Every day was different from the one before (in that respect, probably lucky there were only 12).  The Collective Project provided a creative environment in which the only rule was that we all muck in all of the time.  Ideologies such as ‘actors act, writers write and directors direct’ were flagrantly disregarded every single rehearsal.  Exhilarating!

WE is the word. We shared stories, we improvised, we made script suggestions.  In the first rehearsal, I was directing Swarm.  All myself and teenthe writer Polly really knew was that it’s about teenagers and it’s set at a bus stop.  After a bit of, what quickly felt like forced improv, I just started asking questions: have you ever been dumped? who was your first crush? what was the most embarrassing thing that happened to you as a teenager? when did you first feel guilt? Instead of stopping to feel vulnerable we just kept paving common ground – all our combined stories cut the path towards Swarm. Quickly it was obvious that between us, we’d had enough drama, hilarity and teenage awkwardness to write an epic.  The end script had a little bit of all of us in it.  We thought our stories were mundane, but actually they were magic.

In the second week, just when we got kinda comfy, we had a switcheroo.  All directors were given new scripts – into my grubby little hands arrived Serena’s Galaxy.  I felt like a mistress trying to worm my way into the play Cat had started to direct. To be honest, it was a really quite strange experience – knowing that someone in such close proximity had already had their way with my lovely little script.  And what a lovely little script it was, full of characters in the middle of a moral crux and that agonising idea – what if you don’t want to be part of the group? Better still, what if you can’t?

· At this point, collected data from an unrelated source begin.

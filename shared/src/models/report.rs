//! Report payloads produced by the analytics engines
//!
//! All report items are computed fresh per request from current product and
//! movement state; nothing here is ever persisted or cached.

use chrono::{DateTime, Utc};
use serde::{Deserialize, Serialize};
use uuid::Uuid;

use crate::models::{Category, Movement, ProductSummary};

/// ABC classification tier (Pareto value contribution)
#[derive(Debug, Clone, Copy, Serialize, Deserialize, PartialEq, Eq)]
pub enum AbcClass {
    A,
    B,
    C,
}

impl AbcClass {
    pub fn as_str(&self) -> &'static str {
        match self {
            AbcClass::A => "A",
            AbcClass::B => "B",
            AbcClass::C => "C",
        }
    }
}

/// XYZ classification tier (demand variability)
#[derive(Debug, Clone, Copy, Serialize, Deserialize, PartialEq, Eq)]
pub enum XyzClass {
    X,
    Y,
    Z,
}

impl XyzClass {
    pub fn as_str(&self) -> &'static str {
        match self {
            XyzClass::X => "X",
            XyzClass::Y => "Y",
            XyzClass::Z => "Z",
        }
    }
}

/// Forecast stock status
#[derive(Debug, Clone, Copy, Serialize, Deserialize, PartialEq, Eq)]
#[serde(rename_all = "SCREAMING_SNAKE_CASE")]
pub enum ForecastStatus {
    Ok,
    Warning,
    Critical,
}

/// One product in the ABC report, ordered by consumption value descending
#[derive(Debug, Clone, Serialize, Deserialize)]
pub struct AbcItem {
    pub product_id: Uuid,
    pub product_name: String,
    /// Exit quantity in window times unit price
    pub value: f64,
    pub percentage: f64,
    pub cumulative_percentage: f64,
    pub classification: AbcClass,
}

#[derive(Debug, Clone, Serialize, Deserialize)]
pub struct AbcReport {
    pub items: Vec<AbcItem>,
}

/// One product in the XYZ report
#[derive(Debug, Clone, Serialize, Deserialize)]
pub struct XyzItem {
    pub product_id: Uuid,
    pub product_name: String,
    /// Coefficient of variation of weekly exit quantities
    pub cv: f64,
    pub classification: XyzClass,
}

#[derive(Debug, Clone, Serialize, Deserialize)]
pub struct XyzReport {
    pub items: Vec<XyzItem>,
}

/// One product in the turnover report
#[derive(Debug, Clone, Serialize, Deserialize)]
pub struct TurnoverItem {
    pub product_id: Uuid,
    pub product_name: String,
    pub turnover_rate: f64,
    /// Current quantity as a stand-in for time-averaged inventory
    pub avg_inventory: f64,
    pub total_sales: i64,
}

#[derive(Debug, Clone, Serialize, Deserialize)]
pub struct TurnoverReport {
    pub items: Vec<TurnoverItem>,
}

/// Snapshot financial totals over all active products
#[derive(Debug, Clone, Serialize, Deserialize)]
pub struct FinancialReport {
    pub total_inventory_value: f64,
    pub total_cost_value: f64,
    pub potential_profit: f64,
    pub average_margin: f64,
}

/// One product in the forecast report
#[derive(Debug, Clone, Serialize, Deserialize)]
pub struct ForecastItem {
    pub product_id: Uuid,
    pub product_name: String,
    pub daily_usage: f64,
    pub days_until_stockout: f64,
    pub reorder_point: i64,
    pub status: ForecastStatus,
}

#[derive(Debug, Clone, Serialize, Deserialize)]
pub struct ForecastReport {
    pub items: Vec<ForecastItem>,
}

/// Consolidated stock metrics
#[derive(Debug, Clone, Serialize, Deserialize)]
pub struct StockOverview {
    pub total_products: i64,
    pub total_stock_value: f64,
    pub low_stock_products: Vec<ProductSummary>,
    pub out_of_stock_products: Vec<ProductSummary>,
}

/// Quantity and value totals for one category
#[derive(Debug, Clone, Serialize, Deserialize)]
pub struct CategoryReportItem {
    pub category: Category,
    pub total_quantity: i64,
    pub total_value: f64,
}

/// Products at or below their alert level
#[derive(Debug, Clone, Serialize, Deserialize)]
pub struct AlertsReport {
    pub critical_products: Vec<ProductSummary>,
}

/// Echo of the window a movement report was filtered by
#[derive(Debug, Clone, Serialize, Deserialize)]
pub struct MovementReportFilters {
    pub start_date: Option<DateTime<Utc>>,
    pub end_date: Option<DateTime<Utc>>,
}

#[derive(Debug, Clone, Serialize, Deserialize)]
pub struct MovementReport {
    pub filters: MovementReportFilters,
    pub movements: Vec<Movement>,
}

Being part of a group is difficult, you have to be yourself but you have to be everyone else as well.  If I’m going to be a good director, then I have to put myself in the position of both the actors and the writer.  I have to ask myself what do they need and how do I help them achieve it. With The Collective Project, we were able to see a play we’d originally worked on transformed by a different director – examining each other’s process and offering support was really refreshing and a great way to learn from each other.

The whole process, was simultaneously totally unglamorous and yet completely magical: sweating faces stressing over unlearnt lines, and yet theatre appearing as if from nowhere.  Obviously caffeine helped – but nothing would have been achieved without trust, hard work and talent. My only regret is walking directly into that pillar during a blackout.

The Pensive Federation isn’t just a company, but a pride of capable, versatile and totally bloody gorgeous writers, actors, directors, producers and stage managers.

As we all go off to do separate things for a while, at least we all know: we’ll always have Bridlington.